Hilinski parents share story of son's suicide at JMU, where emotions still 'very high'
The Breeze
When Kym Hilinski found out JMU softball player Lauren Bernettdied by suicide last April, it hit her in a different type of way.
Like after any student-athlete’s death, Kym said, she felt a wave of sadness. But also, no matter how unfair it may have been, regret.
Kym and her husband, Mark Hilinski, were slated to talk to JMU student-athletes in 2020 to share the story of their son, Tyler Hilinski, a former Washington State quarterback who died by suicide in 2018.
The pandemic caused their talk to be rescheduled.
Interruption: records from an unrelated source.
//! Route command implementation.

use anyhow::Result;
use console::style;

use qgrid_layout::{ColumnWires, Geometry, Router, WirePath};

use super::common::{grid_label, load_setup, select_grid};

/// Execute the route command.
pub fn execute(input: &str, success: Option<usize>, format: &str) -> Result<()> {
    let setup = load_setup(input)?;
    let grid = select_grid(&setup, success)?;

    let mut router = Router::new(Geometry::for_grid(grid.num_rows(), grid.num_columns()));
    if let Some(black_box) = &setup.black_box {
        router = router.with_black_box(black_box.columns.clone());
    }
    let routed = router.route(grid);

    match format.to_lowercase().as_str() {
        "json" => println!("{}", serde_json::to_string_pretty(&routed)?),
        "svg" => {
            for wire in routed.iter().flat_map(|column| &column.wires) {
                println!("{}", wire.path.to_svg_path());
            }
        }
        "table" => print_table(&routed, &grid_label(success), setup.black_box.is_some()),
        other => anyhow::bail!("Unknown format: '{other}'. Available: table, json, svg"),
    }

    Ok(())
}

fn print_table(routed: &[ColumnWires], label: &str, has_black_box: bool) {
    println!(
        "{} Control wires of the {}",
        style("→").cyan().bold(),
        style(label).green()
    );

    let mut total = 0;
    for column in routed {
        if column.wires.is_empty() {
            continue;
        }
        println!("  Column {}", style(column.column).yellow());
        for wire in &column.wires {
            total += 1;
            match &wire.path {
                WirePath::Straight(_) => {
                    println!("    rows {}-{}  straight", wire.from_row, wire.to_row);
                }
                WirePath::Jogged(path) => println!(
                    "    rows {}-{}  {}  gutter={:?} jog={:?}/{:?}",
                    wire.from_row,
                    wire.to_row,
                    style("jogged").magenta(),
                    path.tracks.gutter,
                    path.tracks.jog_start,
                    path.tracks.jog_end
                ),
            }
        }
    }

    if total == 0 {
        println!("  No control wires");
    }
    if has_black_box {
        println!("  {}", style("Black-boxed columns are not drawn").dim());
    }
}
Kym couldn’t help but think: What if?
“I just wish we could have been there,” Kym said. “Maybe Lauren could have heard our talk and it might have made a difference.”
The Hilinskis’ rescheduled Tyler Talk, as they call it, occurred Tuesday night inside the Atlantic Union Bank Center in front of a roughly 300-person audience, mostly JMU student-athletes, almost exactly nine months since Bernett’s death.
The JMU Tyler Talk was around their 150th since 2019, Mark said. They’ve stopped counting exactly. But Kym and Mark push forward to save other Tylers. And Laurens. And any student-athlete who may be struggling with their mental health before it’s too late.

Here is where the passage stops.